US bishops to address ‘pervasive’ challenges of pornography – it

Houdoken

Aleteia - pubblicato il 19/06/14

Se abbassiamo la guardia, i problemi si ripresenteranno

Non so se vi siete resi conto che noi che siamo usciti dalla pornografia affrontiamo una lotta quotidiana. Serve un’attenzione costante. Sappiamo che se abbassiamo la guardia i problemi si ripresenteranno.

Lo sappiamo? Non sempre. Ci sono tre problemi che ritengo fondamentali per chi sta vedendo la luce alla fine del tunnel:

1. La fiducia: “Ne sto uscendo. Ne sono uscito. Che gioia! Proclamiamolo ai quattro venti! (Solo ai venti che conoscevano il nostro problema, è chiaro)”. Il nostro tempo passa e abbassiamo la guardia. La tensione continua ci ha aiutati.

Abbiamo abbandonato i giochi che ci piacevano tanto, fatti di spada e letti. Abbiamo saputo mettere da parte qualche giornale sportivo con foto non idonee. Abbiamo messo il computer in cucina per non essere mai soli. Abbiamo tolto Internet dall’Ipad o gli abbiamo messo un controllo (questo è stato difficile), eccetera.

Ma non sei mai in salvo. Ho vissuto qualcosa di diverso dagli altri, e spesso lo dimentico. Nel mio caso era già molto difficile vedere certe donne e ammirare oggettivamente la bellezza del loro corpo. Visto che ne ero già uscito, mi dicevo, “posso fare come qualsiasi altro uomo. Non è giusto che non debba”. Sì e no. Hai il discernimento che serve per separare le due cose? Questo mi porta al secondo problema:

2. La “roulette russa”. Qualche serie è tornata in televisione, Internet libero è apparso di nuovo nei nostri dispositivi. Visto che non succede più niente, posso guardare qualcosa, magari di sfuggita, perché alla fin fine mi piacciono le donne.

Accade lo stesso con le riviste, i luoghi in cui credi possa esserci qualcosa. “Si tratta solo di guardare di sfuggita, poi chiudo. In fondo sono guarito”.

3. “Una giornata no”. Ciascuno si sfoga a modo proprio.
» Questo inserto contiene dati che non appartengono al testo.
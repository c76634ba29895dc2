//! Rendezvous relay for Rally sessions.
//!
//! Configuration is loaded from `config.ron` and can be overridden via CLI flags.
//! Run with `cargo run -p rally-relay -- --bind 0.0.0.0:7878`.

use std::path::PathBuf;
use std::process::ExitCode;
use std::sync::Arc;

use clap::Parser;
use rally_config::{CliArgs, Config, ConfigError};
use rally_net::{RelayServer, ServerConfig};

#[derive(Parser, Debug)]
#[command(name = "rally-relay", about = "Rendezvous relay for Rally sessions")]
struct Cli {
    #[command(flatten)]
    common: CliArgs,
}

/// Resolve the config directory, load the config and apply CLI overrides.
fn load_config(args: &CliArgs) -> Result<(PathBuf, Config), ConfigError> {
    let config_dir = args
        .config
        .clone()
        .or_else(|| Config::default_dir().ok())
        .unwrap_or_else(|| PathBuf::from(".rally"));

    let mut config = Config::load_or_create(&config_dir).unwrap_or_else(|e| {
        eprintln!("Failed to load config: {e}, using defaults");
        Config::default()
    });
    config.apply_cli_overrides(args);
    config.validate()?;
    Ok((config_dir, config))
}

#[tokio::main]
async fn main() -> ExitCode {
    let cli = Cli::parse();
    let (config_dir, config) = match load_config(&cli.common) {
        Ok(loaded) => loaded,
        Err(e) => {
            eprintln!("Invalid settings: {e}");
            return ExitCode::FAILURE;
        }
    };

    let log_dir = config_dir.join("logs");
    rally_log::init_logging(Some(&log_dir), cfg!(debug_assertions), Some(&config));

    let server_config = match ServerConfig::from_config(&config.relay) {
        Ok(server_config) => server_config,
        Err(e) => {
            tracing::error!("Invalid bind address {:?}: {e}", config.relay.bind_address);
            return ExitCode::FAILURE;
        }
    };
    tracing::info!(
        "Starting relay (max {} connections, {} byte frames)",
        server_config.max_connections,
        server_config.frame.max_payload_size
    );

    let server = Arc::new(RelayServer::new(server_config));
    let runner = Arc::clone(&server);
    let mut task = tokio::spawn(async move { runner.run().await });

    let result = tokio::select! {
        result = &mut task => result,
        _ = tokio::signal::ctrl_c() => {
            tracing::info!("Interrupt received");
            server.shutdown();
            task.await
        }
    };

    match result {
        Ok(Ok(())) => ExitCode::SUCCESS,
        Ok(Err(e)) => {
            tracing::error!("Relay failed: {e}");
            ExitCode::FAILURE
        }
        Err(e) => {
            tracing::error!("Relay task panicked: {e}");
            ExitCode::FAILURE
        }
    }
}
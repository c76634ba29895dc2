//! Two-player session layer: room codes, a pluggable transport, the
//! connection state machine, and a relay server to route through.
//!
//! Games talk to [`SessionFacade`]. Providers implement [`Transport`];
//! [`MemoryTransport`] runs in-process and [`RelayTransport`] goes through a
//! [`RelayServer`].

pub mod address;
pub mod error;
pub mod facade;
pub mod memory;
pub mod message;
pub mod relay_client;
pub mod relay_server;
pub mod room_code;
pub mod session;
pub mod transport;
pub mod wire;

pub use address::{AddressScheme, EndpointAddress};
pub use error::SessionError;
pub use facade::{ConnectionState, SessionFacade};
pub use memory::MemoryTransport;
pub use message::Message;
pub use relay_client::RelayTransport;
pub use relay_server::{ClientId, RelayServer, ServerConfig};
pub use room_code::{InvalidRoomCode, RoomCode};
pub use session::{ConnectionSession, Role, SessionConfig, SessionState};
pub use transport::{
    ConnectOptions, ConnectionEvent, ConnectionHandle, Endpoint, LinkId, Transport, TransportError,
};
pub use wire::{FrameConfig, WireError};
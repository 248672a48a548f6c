//! Job entries
//!
//! A job is a playlist URL plus an optional output name, written either as a
//! bare URL or as `name:url`.

use std::path::{Component, Path};
use url::Url;

use crate::core::error::{Error, Result};
use crate::core::hash;

/// One playlist to download and merge
#[derive(Debug, Clone, PartialEq, Eq)]
pub struct Job {
    /// Requested output file name, if any
    pub name: Option<String>,
    /// Absolute playlist URL
    pub url: String,
}

impl Job {
    pub fn new(name: Option<String>, url: impl Into<String>) -> Self {
        Self {
            name: name.filter(|n| !n.trim().is_empty()),
            url: url.into(),
        }
    }

    /// Parse `url` or `name:url`
    ///
    /// A string that is already an absolute URL is never split on its
    /// scheme separator.
    pub fn parse(entry: &str) -> Result<Self> {
        let entry = entry.trim();
        if entry.is_empty() {
            return Err(Error::InvalidInput("empty job entry".to_string()));
        }

        if is_absolute_url(entry) {
            return Ok(Self::new(None, entry));
        }

        let (name, url) = entry
            .split_once(':')
            .ok_or_else(|| Error::InvalidInput(format!("'{entry}' is neither a URL nor name:url")))?;
        let url = url.trim();

        if !is_absolute_url(url) {
            return Err(Error::Parse(format!("'{url}' is not an absolute playlist URL")));
        }

        let name = name.trim();
        if !name.is_empty() {
            validate_output_name(name)?;
        }

        Ok(Self::new(Some(name.to_string()), url))
    }

    /// Content key namespacing this job's segment cache
    pub fn id(&self) -> Result<String> {
        hash::job_id(&self.url)
    }

    /// Output file name, with `extension` appended if missing
    ///
    /// Jobs without a name are stored as `<job id>.<extension>`.
    pub fn output_name(&self, extension: &str) -> Result<String> {
        let suffix = format!(".{extension}");
        let name = match &self.name {
            Some(name) if name.ends_with(&suffix) => name.clone(),
            Some(name) => format!("{name}{suffix}"),
            None => format!("{}{suffix}", self.id()?),
        };
        validate_output_name(&name)?;
        Ok(name)
    }
}

/// Reject output names that would resolve outside the output directory
///
/// A valid name is a single plain file name: not absolute, no separators,
/// no `.` or `..`.
pub fn validate_output_name(name: &str) -> Result<()> {
    let mut components = Path::new(name).components();
    let single_file = matches!(
        (components.next(), components.next()),
        (Some(Component::Normal(_)), None)
    );
    if !single_file || name.contains(['/', '\\']) || name.contains("..") {
        return Err(Error::InvalidInput(format!(
            "output name '{name}' must be a plain file name"
        )));
    }
    Ok(())
}

fn is_absolute_url(candidate: &str) -> bool {
    Url::parse(candidate).is_ok_and(|url| url.has_host())
}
In passato la mia via di fuga era semplice. Sapevo che c’era qualcosa che non falliva mai. Era sempre lì ad aspettarmi. Mi offriva una sicurezza e non avevo bisogno di nessuno.

Torni a casa. È stata una giornataccia. “È stato uno di quei giorni”, ti dici. Qualcosa al lavoro. Discussioni con il capo. Qualcosa di strano lungo il cammino. Problemi di denaro. Sei stanco fisicamente. Arrivi a casa e non ti aspetta il riposo del guerriero, ma una lotta senza riposo; anche gli altri hanno avuto una giornataccia.
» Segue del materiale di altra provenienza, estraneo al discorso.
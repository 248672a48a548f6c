//! Single-segment download into a local slot
//!
//! Slots are named by zero-padded index so a plain lexicographic listing of a
//! job directory is already in merge order.

use std::path::{Path, PathBuf};
use futures::TryStreamExt;
use reqwest::Client;
use tokio::io::{AsyncReadExt, AsyncWriteExt};

use crate::core::error::{Error, Result};
use crate::core::playlist::SegmentRef;

/// Number of digits in a slot file name
pub const SLOT_WIDTH: usize = 4;

/// Buffer size for streaming a segment body to disk
const BUFFER_SIZE: usize = 64 * 1024;

/// File name of the slot for `index`, e.g. `0007.ts`
///
/// Fails instead of widening the name, since a wider name would sort out of
/// order against existing slots.
pub fn slot_name(index: usize) -> Result<String> {
    if index >= 10usize.pow(SLOT_WIDTH as u32) {
        return Err(Error::InvalidInput(format!(
            "segment index {index} does not fit in a {SLOT_WIDTH}-digit slot name"
        )));
    }
    Ok(format!("{index:0width$}.ts", width = SLOT_WIDTH))
}

/// Full slot path for `index` inside a job directory
pub fn slot_path(job_dir: &Path, index: usize) -> Result<PathBuf> {
    Ok(job_dir.join(slot_name(index)?))
}

/// Temporary sibling a slot is written to before being renamed into place
fn partial_path(slot: &Path) -> PathBuf {
    let mut name = slot.as_os_str().to_owned();
    name.push(".part");
    PathBuf::from(name)
}

/// Result of a successful fetch
#[derive(Debug, Clone, Copy, PartialEq, Eq)]
pub enum FetchOutcome {
    /// Slot was already populated, no request made
    Cached,
    /// Segment downloaded, with its size in bytes
    Downloaded(u64),
}

/// Downloads one segment at a time into its slot
#[derive(Clone)]
pub struct SegmentFetcher {
    client: Client,
}

impl SegmentFetcher {
    pub fn new(client: Client) -> Self {
        Self { client }
    }

    /// Fetch `segment` into `slot` unless the slot already exists
    pub async fn fetch(&self, segment: &SegmentRef, slot: &Path) -> Result<FetchOutcome> {
        if tokio::fs::try_exists(slot)
            .await
            .map_err(|e| Error::storage(slot, e))?
        {
            return Ok(FetchOutcome::Cached);
        }

        let response = self.client.get(&segment.url).send().await?;
        let status = response.status();
        if !status.is_success() {
            return Err(Error::fetch(&segment.url, format!("HTTP {status}")));
        }

        let partial = partial_path(slot);
        let written = match write_body(&segment.url, response, &partial).await {
            Ok(written) => written,
            Err(e) => {
                let _ = tokio::fs::remove_file(&partial).await;
                return Err(e);
            }
        };

        commit_partial(&partial, slot).await?;
        Ok(FetchOutcome::Downloaded(written))
    }
}

/// Move a finished partial file into its slot, removing it if that fails
async fn commit_partial(partial: &Path, slot: &Path) -> Result<()> {
    if let Err(e) = tokio::fs::rename(partial, slot).await {
        let _ = tokio::fs::remove_file(partial).await;
        return Err(Error::storage(slot, e));
    }
    Ok(())
}

/// Stream a response body into `path`, returning the number of bytes written
async fn write_body(url: &str, response: reqwest::Response, path: &Path) -> Result<u64> {
    let mut reader = tokio_util::io::StreamReader::new(
        response.bytes_stream().map_err(std::io::Error::other),
    );
    let mut file = tokio::fs::File::create(path)
        .await
        .map_err(|e| Error::storage(path, e))?;

    let mut buffer = vec![0u8; BUFFER_SIZE];
    let mut written = 0u64;

    loop {
        let bytes_read = reader
            .read(&mut buffer)
            .await
            .map_err(|e| Error::fetch(url, format!("body read error: {e}")))?;

        if bytes_read == 0 {
            break;
        }

        file.write_all(&buffer[..bytes_read])
            .await
            .map_err(|e| Error::storage(path, e))?;
        written += bytes_read as u64;
    }

    file.flush().await.map_err(|e| Error::storage(path, e))?;
    Ok(written)
}
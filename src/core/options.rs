//! Per-job configuration for hls-dl
//!
//! Everything a job needs to know about where it writes, how hard it hits the
//! origin and how it merges lives here. Nothing is process-global.

use std::path::PathBuf;
use std::sync::Arc;
use tokio_util::sync::CancellationToken;

/// Default number of in-flight segment fetches per job
pub const DEFAULT_CONCURRENCY: usize = 25;

/// Progress callback function type, called with `(completed, total)` segments
pub type ProgressCallback = Arc<dyn Fn(usize, usize) + Send + Sync>;

/// Options for a download job
#[derive(Clone)]
pub struct JobOptions {
    /// Directory receiving merged output files
    pub output_dir: PathBuf,

    /// Directory holding one segment cache directory per job
    pub temp_dir: PathBuf,

    /// Maximum number of concurrent segment fetches
    pub concurrency: usize,

    /// Delete the job's segment cache after a successful merge
    pub clean: bool,

    /// Suffix identifying segment lines in a chunk-list
    pub segment_suffix: String,

    /// Extension appended to output names, without the dot
    pub output_extension: String,

    /// Encoder program used for the merge step
    pub ffmpeg: PathBuf,

    /// Optional progress callback
    pub progress: Option<ProgressCallback>,

    /// Stops dispatching new fetches and jobs once triggered
    pub cancel: Option<CancellationToken>,
}

impl Default for JobOptions {
    fn default() -> Self {
        Self {
            output_dir: PathBuf::from("dist"),
            temp_dir: PathBuf::from("temp"),
            concurrency: DEFAULT_CONCURRENCY,
            clean: false,
            segment_suffix: ".ts".to_string(),
            output_extension: "mp3".to_string(),
            ffmpeg: PathBuf::from("ffmpeg"),
            progress: None,
            cancel: None,
        }
    }
}

impl JobOptions {
    /// Cache directory for one job
    pub fn job_dir(&self, job_id: &str) -> PathBuf {
        self.temp_dir.join(job_id)
    }

    /// Whether the cancellation token (if any) has fired
    pub fn is_cancelled(&self) -> bool {
        self.cancel.as_ref().is_some_and(|token| token.is_cancelled())
    }
}
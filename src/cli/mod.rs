//! CLI-specific utilities for hls-dl
//!
//! This module contains code specific to the command-line interface,
//! separate from the core library functionality.

pub mod input;
pub mod progress;

pub use input::{collect_jobs, parse_job_list};
pub use progress::ProgressManager;
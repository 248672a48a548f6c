//! Playlist resolution for hls-dl
//!
//! Turns a master playlist URL into the flat, ordered list of segments it
//! describes. Resolution goes at most one level deep: the playlist lists
//! chunk-lists, and each chunk-list lists segment files.
//!
//! References are resolved by swapping the last path segment of the URL that
//! listed them. This is not RFC 3986 relative resolution; origins that nest
//! segments in subdirectories are not supported.

use log::{debug, warn};
use reqwest::Client;
use url::{Position, Url};

use crate::core::error::{Error, Result};

/// One segment of a job, in merge order
#[derive(Debug, Clone, PartialEq, Eq)]
pub struct SegmentRef {
    /// 0-based position in playback order
    pub index: usize,
    /// Absolute URL of the segment
    pub url: String,
}

/// Fetches and flattens a two-level HLS manifest
#[derive(Clone)]
pub struct PlaylistResolver {
    client: Client,
    segment_suffix: String,
}

impl PlaylistResolver {
    pub fn new(client: Client, segment_suffix: impl Into<String>) -> Self {
        Self {
            client,
            segment_suffix: segment_suffix.into(),
        }
    }

    /// Resolve `playlist_url` into ordered segment references
    ///
    /// An empty playlist resolves to an empty list. Each top-level reference
    /// is fetched as a chunk-list; a chunk-list without any segment lines is
    /// kept as a direct segment instead, so flat playlists survive.
    pub async fn resolve(&self, playlist_url: &str) -> Result<Vec<SegmentRef>> {
        Url::parse(playlist_url)?;

        let body = self.fetch_text(playlist_url).await?;
        let mut urls = Vec::new();

        for reference in references(&body) {
            let target = substitute_last_segment(playlist_url, reference)?;

            if self.is_segment(reference) {
                debug!("Direct segment reference: {target}");
                urls.push(target);
                continue;
            }

            let chunk_list = self.fetch_text(&target).await?;
            let before = urls.len();
            for line in references(&chunk_list).filter(|line| self.is_segment(line)) {
                urls.push(substitute_last_segment(&target, line)?);
            }

            let found = urls.len() - before;
            if found == 0 {
                warn!("No segments listed in {target}, treating it as a segment");
                urls.push(target);
            } else {
                debug!("Chunk-list {target} lists {found} segments");
            }
        }

        Ok(urls
            .into_iter()
            .enumerate()
            .map(|(index, url)| SegmentRef { index, url })
            .collect())
    }

    /// Whether a reference line names a segment file
    fn is_segment(&self, reference: &str) -> bool {
        let path = reference.split(['?', '#']).next().unwrap_or(reference);
        let last = path.rsplit('/').next().unwrap_or(path);
        last.ends_with(self.segment_suffix.as_str())
    }

    async fn fetch_text(&self, url: &str) -> Result<String> {
        let response = self.client.get(url).send().await?;
        let status = response.status();
        if !status.is_success() {
            return Err(Error::fetch(url, format!("HTTP {status}")));
        }
        Ok(response.text().await?)
    }
}

/// Non-empty, non-comment lines of a manifest, trimmed
fn references(body: &str) -> impl Iterator<Item = &str> {
    body.lines()
        .map(str::trim)
        .filter(|line| !line.is_empty() && !line.starts_with('#'))
}

/// Replace the last path segment of `base` with `reference`
///
/// Absolute references are returned as they are. The query of `base` is kept
/// unless the reference carries its own.
pub fn substitute_last_segment(base: &str, reference: &str) -> Result<String> {
    if let Ok(absolute) = Url::parse(reference) {
        if absolute.has_host() {
            return Ok(absolute.to_string());
        }
    }

    let url = Url::parse(base)?;
    if url.cannot_be_a_base() {
        return Err(Error::Parse(format!("{base} has no path to resolve against")));
    }

    let path = url.path();
    let path_start = url[..Position::BeforePath].len();
    let segment_start = path_start + path.rfind('/').map_or(0, |slash| slash + 1);

    let tail = if reference.contains('?') {
        ""
    } else {
        &url[Position::AfterPath..]
    };

    let candidate = format!("{}{}{}", &url.as_str()[..segment_start], reference, tail);
    let resolved = Url::parse(&candidate)
        .map_err(|e| Error::Parse(format!("cannot resolve '{reference}' against {base}: {e}")))?;
    Ok(resolved.to_string())
}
“Non ne posso più! Vado a vedere un episodio della mia serie preferita e mi metto a letto per non uscirne più”. È il momento più pericoloso. Erano quelli i momenti in cui ero più vulnerabile. Quando ne hai fin sopra i capelli di tutto ciò che prima ti interessava e ora non sembra importarti più tanto. Sarebbe così facile ricorrere a certe abitudini piacevoli…
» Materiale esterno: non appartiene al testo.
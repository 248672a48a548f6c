use std::env;

fn main() {
    // Expose the crate version under a stable name for the user agent and --version
    let version = env::var("CARGO_PKG_VERSION").unwrap_or_else(|_| "unknown".to_string());
    println!("cargo:rustc-env=HLS_DL_VERSION={}", version);

    println!("cargo:rerun-if-changed=src/");
    println!("cargo:rerun-if-changed=Cargo.toml");
}
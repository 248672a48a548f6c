//! Job orchestration for hls-dl
//!
//! Wires resolver, coordinator and assembler together for one job, and runs
//! batches of jobs one after another so a failing job never stops the rest.

use std::path::{Path, PathBuf};
use std::sync::Arc;
use std::time::Duration;
use log::{error, info, warn};
use once_cell::sync::Lazy;
use reqwest::{Client, ClientBuilder};

use crate::core::assembler::{Assembler, Encoder, FfmpegEncoder, MergeOutcome};
use crate::core::coordinator::{DownloadCoordinator, JobReport};
use crate::core::error::{Error, Result};
use crate::core::fetcher::SegmentFetcher;
use crate::core::job::Job;
use crate::core::options::JobOptions;
use crate::core::playlist::{PlaylistResolver, SegmentRef};

/// Shared HTTP client, one connection pool for every job
static GLOBAL_CLIENT: Lazy<Client> = Lazy::new(|| {
    ClientBuilder::new()
        .tcp_keepalive(Duration::from_secs(60))
        .pool_idle_timeout(Duration::from_secs(90))
        .pool_max_idle_per_host(32)
        .timeout(Duration::from_secs(60))
        .connect_timeout(Duration::from_secs(10))
        .user_agent(format!("hls-dl/{}", env!("HLS_DL_VERSION")))
        .build()
        .unwrap_or_else(|_| Client::new())
});

/// What happened to a job that did not fail
#[derive(Debug, Clone, PartialEq, Eq)]
pub enum JobOutcome {
    /// Segments fetched and merged (or merge skipped) into `output`
    Completed { output: PathBuf, segments: usize },
    /// Output existed before the job started, nothing was fetched
    AlreadyExists(PathBuf),
    /// Playlist resolved to zero segments
    Empty,
}

/// A job that failed, with its cause
#[derive(Debug)]
pub struct JobFailure {
    pub job: Job,
    pub error: Error,
}

/// Totals of a batch run
#[derive(Debug, Default)]
pub struct BatchSummary {
    pub completed: usize,
    pub skipped: usize,
    pub empty: usize,
    pub failed: Vec<JobFailure>,
    /// Jobs left unstarted after cancellation
    pub not_started: usize,
}

impl BatchSummary {
    pub fn is_success(&self) -> bool {
        self.failed.is_empty() && self.not_started == 0
    }
}

/// High-level downloader running whole jobs
pub struct HlsDownloader {
    client: Client,
    options: JobOptions,
    encoder: Arc<dyn Encoder>,
}

impl Default for HlsDownloader {
    fn default() -> Self {
        Self::new(JobOptions::default())
    }
}

impl HlsDownloader {
    /// Create a downloader using the shared client and ffmpeg
    pub fn new(options: JobOptions) -> Self {
        let encoder = Arc::new(FfmpegEncoder::new(options.ffmpeg.clone()));
        Self {
            client: GLOBAL_CLIENT.clone(),
            options,
            encoder,
        }
    }

    /// Replace the HTTP client
    pub fn with_client(mut self, client: Client) -> Self {
        self.client = client;
        self
    }

    /// Replace the merge step
    pub fn with_encoder(mut self, encoder: Arc<dyn Encoder>) -> Self {
        self.encoder = encoder;
        self
    }

    pub fn options(&self) -> &JobOptions {
        &self.options
    }

    /// Resolve a playlist without downloading anything
    pub async fn resolve(&self, playlist_url: &str) -> Result<Vec<SegmentRef>> {
        PlaylistResolver::new(self.client.clone(), self.options.segment_suffix.clone())
            .resolve(playlist_url)
            .await
    }

    /// Fetch every segment of a resolved job into its cache directory
    pub async fn download_segments(&self, job_id: &str, segments: &[SegmentRef]) -> Result<JobReport> {
        DownloadCoordinator::new(SegmentFetcher::new(self.client.clone()), &self.options.temp_dir)
            .with_concurrency(self.options.concurrency)
            .with_progress(self.options.progress.clone())
            .with_cancel(self.options.cancel.clone())
            .run(job_id, segments)
            .await
    }

    /// Merge a job's cached segments into `output_name`
    pub async fn merge(
        &self,
        job_id: &str,
        segments: &[SegmentRef],
        output_name: &str,
    ) -> Result<MergeOutcome> {
        Assembler::new(&*self.encoder, &self.options.temp_dir, &self.options.output_dir)
            .merge(job_id, segments, output_name)
            .await
    }

    /// Run one job end to end: resolve, fetch, merge, optionally clean
    pub async fn run_job(&self, job: &Job) -> Result<JobOutcome> {
        let output_name = job.output_name(&self.options.output_extension)?;
        let output = self.options.output_dir.join(&output_name);

        if exists(&output).await? {
            info!("File already exists: {}", output.display());
            return Ok(JobOutcome::AlreadyExists(output));
        }

        let job_id = job.id()?;
        let segments = self.resolve(&job.url).await?;
        if segments.is_empty() {
            warn!("Playlist {} lists no segments, nothing to do", job.url);
            return Ok(JobOutcome::Empty);
        }

        info!("Resolved {} segments for {} (job {job_id})", segments.len(), job.url);

        let report = self.download_segments(&job_id, &segments).await?;
        for failure in &report.failed {
            error!(
                "Segment {} of {} failed: {}",
                failure.index, job.url, failure.error
            );
        }
        report.into_result()?;

        let merged = self.merge(&job_id, &segments, &output_name).await?;
        let output = match merged {
            MergeOutcome::Merged(path) => {
                info!("Merged into {}", path.display());
                path
            }
            MergeOutcome::Skipped(path) => path,
        };

        if self.options.clean {
            let job_dir = self.options.job_dir(&job_id);
            if let Err(e) = tokio::fs::remove_dir_all(&job_dir).await {
                warn!("Failed to clean {}: {e}", job_dir.display());
            }
        }

        Ok(JobOutcome::Completed {
            output,
            segments: segments.len(),
        })
    }

    /// Run jobs sequentially, continuing past failures
    ///
    /// Only failing to create the output or temp directory aborts the batch.
    pub async fn run_batch(&self, jobs: &[Job]) -> Result<BatchSummary> {
        for dir in [&self.options.output_dir, &self.options.temp_dir] {
            tokio::fs::create_dir_all(dir)
                .await
                .map_err(|e| Error::storage(dir, e))?;
        }

        let mut summary = BatchSummary::default();

        for (position, job) in jobs.iter().enumerate() {
            if self.options.is_cancelled() {
                summary.not_started = jobs.len() - position;
                warn!("Cancelled, {} jobs not started", summary.not_started);
                break;
            }

            match self.run_job(job).await {
                Ok(JobOutcome::Completed { .. }) => summary.completed += 1,
                Ok(JobOutcome::AlreadyExists(_)) => summary.skipped += 1,
                Ok(JobOutcome::Empty) => summary.empty += 1,
                Err(e) => {
                    error!("Job {} failed: {e}", job.url);
                    summary.failed.push(JobFailure {
                        job: job.clone(),
                        error: e,
                    });
                }
            }
        }

        Ok(summary)
    }
}

async fn exists(path: &Path) -> Result<bool> {
    tokio::fs::try_exists(path)
        .await
        .map_err(|e| Error::storage(path, e))
}
//! Content keys for job namespaces
//!
//! A job is keyed by the MD5 of its playlist URL path, so the same playlist
//! served with different query tokens still maps onto the same segment cache.

use url::Url;

use crate::core::error::Result;

/// Hex digest of `input`, always 32 lowercase characters
pub fn content_key(input: &str) -> String {
    format!("{:x}", md5::compute(input.as_bytes()))
}

/// Derive the job identifier from a playlist URL's path component
pub fn job_id(playlist_url: &str) -> Result<String> {
    let url = Url::parse(playlist_url)?;
    Ok(content_key(url.path()))
}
Bene. Anche se lo può sembrare, questo non è un contributo “nero”. Ho trovato “medicine” per queste tre debolezze. La fiducia è fondamentale, certo. Io pregavo. Altri avranno altri modi. A volte, ad ogni modo, sono caduto. Ripeto, “sono caduto”, ma non sono schiavo!

Non è come prima. Ora voglio uscire, ora ho visto CHE SI PUÒ USCIRE. Ora conosco il danno che mi provoca. Ora so che abbiamo amici qui. Cadere e risollevarsi. Non siamo tornati al passato. Questa è una bugia. Riprendiamo le armi, questo sì.

È un richiamo dal quale dobbiamo imparare qualcosa. Non siamo mai al sicuro perché siamo “solo” uomini (o donne), ma sappiamo distinguere il bene dal male e sappiamo cosa bisogna fare. Siamo insieme, non dimenticatelo.